Assignment:
Transcribe exactly the span of lines that begins the records and ends with the line holding "router never reorders", both boundary lines included.

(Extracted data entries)
══════════════════════════════

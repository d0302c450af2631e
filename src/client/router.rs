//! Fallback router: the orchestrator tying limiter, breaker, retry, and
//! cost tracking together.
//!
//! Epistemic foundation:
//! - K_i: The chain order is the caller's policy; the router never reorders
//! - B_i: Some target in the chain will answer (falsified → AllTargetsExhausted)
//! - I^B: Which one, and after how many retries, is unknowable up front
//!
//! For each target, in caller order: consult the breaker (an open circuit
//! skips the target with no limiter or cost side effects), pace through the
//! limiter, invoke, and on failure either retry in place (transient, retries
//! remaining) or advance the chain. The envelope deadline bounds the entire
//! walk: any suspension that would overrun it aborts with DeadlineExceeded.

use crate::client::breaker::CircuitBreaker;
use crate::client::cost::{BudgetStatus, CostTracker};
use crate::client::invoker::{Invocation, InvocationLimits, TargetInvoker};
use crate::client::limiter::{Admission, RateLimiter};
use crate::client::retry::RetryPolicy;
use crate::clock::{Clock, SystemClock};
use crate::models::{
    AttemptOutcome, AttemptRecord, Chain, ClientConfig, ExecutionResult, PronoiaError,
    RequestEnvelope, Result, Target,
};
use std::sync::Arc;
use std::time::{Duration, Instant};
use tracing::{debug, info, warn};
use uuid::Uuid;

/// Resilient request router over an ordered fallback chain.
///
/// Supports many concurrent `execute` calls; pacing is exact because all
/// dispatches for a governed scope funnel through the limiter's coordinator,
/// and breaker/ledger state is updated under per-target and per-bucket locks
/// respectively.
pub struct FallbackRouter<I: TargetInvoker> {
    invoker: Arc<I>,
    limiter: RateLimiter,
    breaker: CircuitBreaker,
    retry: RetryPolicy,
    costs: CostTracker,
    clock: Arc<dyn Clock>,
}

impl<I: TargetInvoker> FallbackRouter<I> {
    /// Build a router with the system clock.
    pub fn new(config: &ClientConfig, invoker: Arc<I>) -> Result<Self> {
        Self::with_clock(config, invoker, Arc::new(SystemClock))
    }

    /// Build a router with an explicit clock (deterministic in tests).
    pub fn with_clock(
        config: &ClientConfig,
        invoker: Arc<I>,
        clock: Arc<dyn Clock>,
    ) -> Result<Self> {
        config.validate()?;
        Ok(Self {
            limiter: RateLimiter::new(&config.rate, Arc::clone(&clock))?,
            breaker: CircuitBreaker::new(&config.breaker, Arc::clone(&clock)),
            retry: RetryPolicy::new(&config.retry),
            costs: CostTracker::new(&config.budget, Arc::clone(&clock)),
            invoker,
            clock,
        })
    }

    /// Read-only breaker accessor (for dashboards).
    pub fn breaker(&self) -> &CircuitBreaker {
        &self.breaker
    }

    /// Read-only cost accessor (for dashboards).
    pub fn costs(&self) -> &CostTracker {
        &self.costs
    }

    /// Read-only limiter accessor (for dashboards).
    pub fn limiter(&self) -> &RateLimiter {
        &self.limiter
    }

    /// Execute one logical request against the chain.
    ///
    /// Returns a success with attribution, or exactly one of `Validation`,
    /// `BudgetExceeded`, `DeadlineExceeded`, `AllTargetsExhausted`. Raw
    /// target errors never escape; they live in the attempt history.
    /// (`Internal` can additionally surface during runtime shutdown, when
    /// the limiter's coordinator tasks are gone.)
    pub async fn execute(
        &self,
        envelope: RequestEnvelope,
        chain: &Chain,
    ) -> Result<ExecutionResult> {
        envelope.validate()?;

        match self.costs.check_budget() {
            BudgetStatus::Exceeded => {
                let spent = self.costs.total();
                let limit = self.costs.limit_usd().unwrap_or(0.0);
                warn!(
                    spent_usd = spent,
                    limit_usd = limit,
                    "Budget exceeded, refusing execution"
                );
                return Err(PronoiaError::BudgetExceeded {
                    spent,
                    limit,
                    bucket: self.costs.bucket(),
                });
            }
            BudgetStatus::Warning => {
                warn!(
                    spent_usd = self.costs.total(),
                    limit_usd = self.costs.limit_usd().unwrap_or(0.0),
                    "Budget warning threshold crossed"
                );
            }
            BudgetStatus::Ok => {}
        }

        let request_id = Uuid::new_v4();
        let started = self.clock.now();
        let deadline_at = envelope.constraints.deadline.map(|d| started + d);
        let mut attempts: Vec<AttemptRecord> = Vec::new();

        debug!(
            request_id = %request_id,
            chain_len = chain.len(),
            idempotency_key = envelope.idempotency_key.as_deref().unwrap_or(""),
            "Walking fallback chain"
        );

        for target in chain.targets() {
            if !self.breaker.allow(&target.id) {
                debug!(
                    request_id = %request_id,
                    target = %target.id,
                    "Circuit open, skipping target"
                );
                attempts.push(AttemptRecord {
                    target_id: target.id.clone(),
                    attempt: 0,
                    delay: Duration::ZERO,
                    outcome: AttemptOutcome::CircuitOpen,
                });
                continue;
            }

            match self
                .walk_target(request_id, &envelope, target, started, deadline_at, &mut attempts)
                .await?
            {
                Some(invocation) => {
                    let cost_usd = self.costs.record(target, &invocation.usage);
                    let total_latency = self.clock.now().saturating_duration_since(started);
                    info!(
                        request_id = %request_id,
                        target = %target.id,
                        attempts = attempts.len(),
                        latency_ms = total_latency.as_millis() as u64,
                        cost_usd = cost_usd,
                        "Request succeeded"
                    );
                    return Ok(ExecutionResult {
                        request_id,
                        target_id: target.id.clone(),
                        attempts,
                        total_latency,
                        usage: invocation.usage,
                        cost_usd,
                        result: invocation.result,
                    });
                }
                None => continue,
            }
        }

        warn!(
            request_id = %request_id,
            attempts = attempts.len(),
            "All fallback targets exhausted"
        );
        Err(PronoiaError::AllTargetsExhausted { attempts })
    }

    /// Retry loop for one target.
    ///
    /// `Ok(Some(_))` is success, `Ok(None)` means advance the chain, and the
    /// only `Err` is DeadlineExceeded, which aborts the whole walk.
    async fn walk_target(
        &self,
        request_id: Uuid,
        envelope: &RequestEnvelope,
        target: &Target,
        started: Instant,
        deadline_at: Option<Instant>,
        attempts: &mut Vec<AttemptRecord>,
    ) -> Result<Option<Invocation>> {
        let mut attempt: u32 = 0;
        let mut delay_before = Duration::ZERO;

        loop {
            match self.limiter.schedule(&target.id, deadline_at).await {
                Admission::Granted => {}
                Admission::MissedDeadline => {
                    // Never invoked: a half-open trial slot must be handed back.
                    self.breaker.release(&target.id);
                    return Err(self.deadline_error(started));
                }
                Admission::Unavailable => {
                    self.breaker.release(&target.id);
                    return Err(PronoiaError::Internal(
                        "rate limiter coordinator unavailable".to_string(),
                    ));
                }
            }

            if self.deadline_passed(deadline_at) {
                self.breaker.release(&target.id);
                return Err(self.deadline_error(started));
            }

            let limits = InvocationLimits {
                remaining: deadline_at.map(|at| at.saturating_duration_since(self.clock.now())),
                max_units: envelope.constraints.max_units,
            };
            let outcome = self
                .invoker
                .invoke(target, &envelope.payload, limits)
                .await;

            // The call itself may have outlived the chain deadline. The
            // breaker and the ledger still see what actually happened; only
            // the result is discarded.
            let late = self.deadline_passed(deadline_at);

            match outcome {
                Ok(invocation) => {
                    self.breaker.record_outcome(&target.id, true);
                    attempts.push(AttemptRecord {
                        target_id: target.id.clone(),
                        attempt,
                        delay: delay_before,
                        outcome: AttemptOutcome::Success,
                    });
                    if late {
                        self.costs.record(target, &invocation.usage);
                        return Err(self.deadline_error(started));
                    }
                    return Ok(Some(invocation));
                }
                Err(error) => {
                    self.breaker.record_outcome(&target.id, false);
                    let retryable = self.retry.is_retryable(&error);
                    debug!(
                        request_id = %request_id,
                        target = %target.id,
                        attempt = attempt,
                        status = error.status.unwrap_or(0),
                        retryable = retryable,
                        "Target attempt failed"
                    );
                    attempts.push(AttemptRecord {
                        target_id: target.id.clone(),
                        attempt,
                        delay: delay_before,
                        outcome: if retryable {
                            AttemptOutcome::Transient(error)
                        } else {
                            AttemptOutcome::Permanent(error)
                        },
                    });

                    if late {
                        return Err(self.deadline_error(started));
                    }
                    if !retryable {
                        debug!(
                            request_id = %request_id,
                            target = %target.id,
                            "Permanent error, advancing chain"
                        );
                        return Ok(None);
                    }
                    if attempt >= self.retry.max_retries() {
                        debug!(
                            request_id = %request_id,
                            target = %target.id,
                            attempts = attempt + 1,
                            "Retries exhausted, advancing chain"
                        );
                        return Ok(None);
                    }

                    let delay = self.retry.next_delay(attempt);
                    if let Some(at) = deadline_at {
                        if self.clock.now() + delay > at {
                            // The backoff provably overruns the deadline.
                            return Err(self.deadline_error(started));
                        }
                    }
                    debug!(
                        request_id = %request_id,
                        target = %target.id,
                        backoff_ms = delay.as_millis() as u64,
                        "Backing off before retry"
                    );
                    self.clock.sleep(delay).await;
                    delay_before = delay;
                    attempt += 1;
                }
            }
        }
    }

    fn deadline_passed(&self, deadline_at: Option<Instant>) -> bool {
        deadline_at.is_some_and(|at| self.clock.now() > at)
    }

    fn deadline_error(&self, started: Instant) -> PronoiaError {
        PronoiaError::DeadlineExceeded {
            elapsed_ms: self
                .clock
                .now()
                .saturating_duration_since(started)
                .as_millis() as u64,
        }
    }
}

══════════════════════════════

Response for this exercise:
repository d0302c450af2631e
filename src/client/router.rs
//! Fallback router: the orchestrator tying limiter, breaker, retry, and
//! cost tracking together.
//!
//! Epistemic foundation:
//! - K_i: The chain order is the caller's policy; the router never reorders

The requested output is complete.